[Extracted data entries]

....................

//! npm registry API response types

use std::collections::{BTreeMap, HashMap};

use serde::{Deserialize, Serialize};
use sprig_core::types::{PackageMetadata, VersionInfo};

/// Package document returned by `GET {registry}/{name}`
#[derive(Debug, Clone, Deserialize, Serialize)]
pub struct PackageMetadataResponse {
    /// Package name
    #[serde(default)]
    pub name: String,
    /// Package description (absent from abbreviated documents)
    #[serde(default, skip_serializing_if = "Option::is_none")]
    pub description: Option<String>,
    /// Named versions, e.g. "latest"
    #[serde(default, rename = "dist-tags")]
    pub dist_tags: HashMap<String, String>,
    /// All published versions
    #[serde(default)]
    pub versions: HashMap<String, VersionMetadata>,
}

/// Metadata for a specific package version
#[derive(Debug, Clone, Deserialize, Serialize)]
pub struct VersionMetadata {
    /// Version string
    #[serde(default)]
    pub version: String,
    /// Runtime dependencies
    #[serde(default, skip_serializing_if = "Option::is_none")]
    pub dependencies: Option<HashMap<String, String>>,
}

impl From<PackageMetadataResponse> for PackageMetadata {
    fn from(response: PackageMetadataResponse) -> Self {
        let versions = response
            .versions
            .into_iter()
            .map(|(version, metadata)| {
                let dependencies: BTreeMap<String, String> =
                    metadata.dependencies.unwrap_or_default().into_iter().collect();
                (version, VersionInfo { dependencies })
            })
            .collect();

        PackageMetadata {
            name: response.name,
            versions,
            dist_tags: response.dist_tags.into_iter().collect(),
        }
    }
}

....................

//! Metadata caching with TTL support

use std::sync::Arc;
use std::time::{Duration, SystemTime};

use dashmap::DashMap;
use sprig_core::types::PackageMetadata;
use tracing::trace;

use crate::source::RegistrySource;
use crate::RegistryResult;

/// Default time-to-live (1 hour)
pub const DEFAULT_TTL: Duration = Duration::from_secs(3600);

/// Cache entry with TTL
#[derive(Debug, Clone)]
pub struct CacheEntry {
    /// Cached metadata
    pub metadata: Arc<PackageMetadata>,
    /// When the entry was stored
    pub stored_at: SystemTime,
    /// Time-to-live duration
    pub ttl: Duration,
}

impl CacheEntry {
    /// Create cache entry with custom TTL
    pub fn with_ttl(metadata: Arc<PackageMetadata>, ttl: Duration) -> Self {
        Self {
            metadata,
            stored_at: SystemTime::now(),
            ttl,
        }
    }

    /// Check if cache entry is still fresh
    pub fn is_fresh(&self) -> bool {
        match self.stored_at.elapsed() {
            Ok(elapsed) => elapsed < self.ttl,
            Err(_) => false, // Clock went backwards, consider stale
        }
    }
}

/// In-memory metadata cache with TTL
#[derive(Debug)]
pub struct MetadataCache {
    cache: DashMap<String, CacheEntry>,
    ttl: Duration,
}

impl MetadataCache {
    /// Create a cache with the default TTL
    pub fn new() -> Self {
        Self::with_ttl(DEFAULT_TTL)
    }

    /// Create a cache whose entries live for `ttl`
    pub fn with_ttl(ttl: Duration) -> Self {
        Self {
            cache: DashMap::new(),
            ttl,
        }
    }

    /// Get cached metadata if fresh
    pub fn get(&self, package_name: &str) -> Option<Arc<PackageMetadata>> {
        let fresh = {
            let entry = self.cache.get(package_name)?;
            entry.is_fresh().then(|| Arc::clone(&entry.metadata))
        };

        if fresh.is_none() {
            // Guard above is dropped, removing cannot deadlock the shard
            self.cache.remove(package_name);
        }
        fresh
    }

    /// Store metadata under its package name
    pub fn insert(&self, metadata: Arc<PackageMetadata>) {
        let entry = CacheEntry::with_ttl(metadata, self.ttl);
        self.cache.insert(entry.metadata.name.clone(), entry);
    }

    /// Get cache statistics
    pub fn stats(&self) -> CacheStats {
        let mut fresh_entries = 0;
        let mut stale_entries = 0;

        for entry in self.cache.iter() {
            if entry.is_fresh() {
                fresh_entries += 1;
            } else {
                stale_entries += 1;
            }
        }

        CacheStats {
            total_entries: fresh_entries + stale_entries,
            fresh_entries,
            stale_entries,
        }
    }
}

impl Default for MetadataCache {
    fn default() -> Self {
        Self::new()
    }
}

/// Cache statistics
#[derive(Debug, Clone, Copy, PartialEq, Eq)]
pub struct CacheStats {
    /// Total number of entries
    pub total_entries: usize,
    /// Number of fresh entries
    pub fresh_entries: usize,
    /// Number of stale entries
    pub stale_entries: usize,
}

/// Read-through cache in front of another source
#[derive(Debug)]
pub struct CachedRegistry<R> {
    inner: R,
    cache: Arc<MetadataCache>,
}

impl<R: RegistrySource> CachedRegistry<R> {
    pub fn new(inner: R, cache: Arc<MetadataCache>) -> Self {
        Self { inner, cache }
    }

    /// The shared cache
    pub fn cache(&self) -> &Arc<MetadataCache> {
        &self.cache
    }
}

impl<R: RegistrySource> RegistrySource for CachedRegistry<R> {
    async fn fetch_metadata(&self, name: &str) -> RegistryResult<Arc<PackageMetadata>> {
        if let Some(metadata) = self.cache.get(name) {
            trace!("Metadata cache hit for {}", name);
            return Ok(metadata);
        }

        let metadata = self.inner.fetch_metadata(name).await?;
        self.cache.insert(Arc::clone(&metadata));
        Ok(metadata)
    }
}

....................

## Task
How many lines in the data above contain the string "description"? Reply with only the number.

## Result of this exercise
2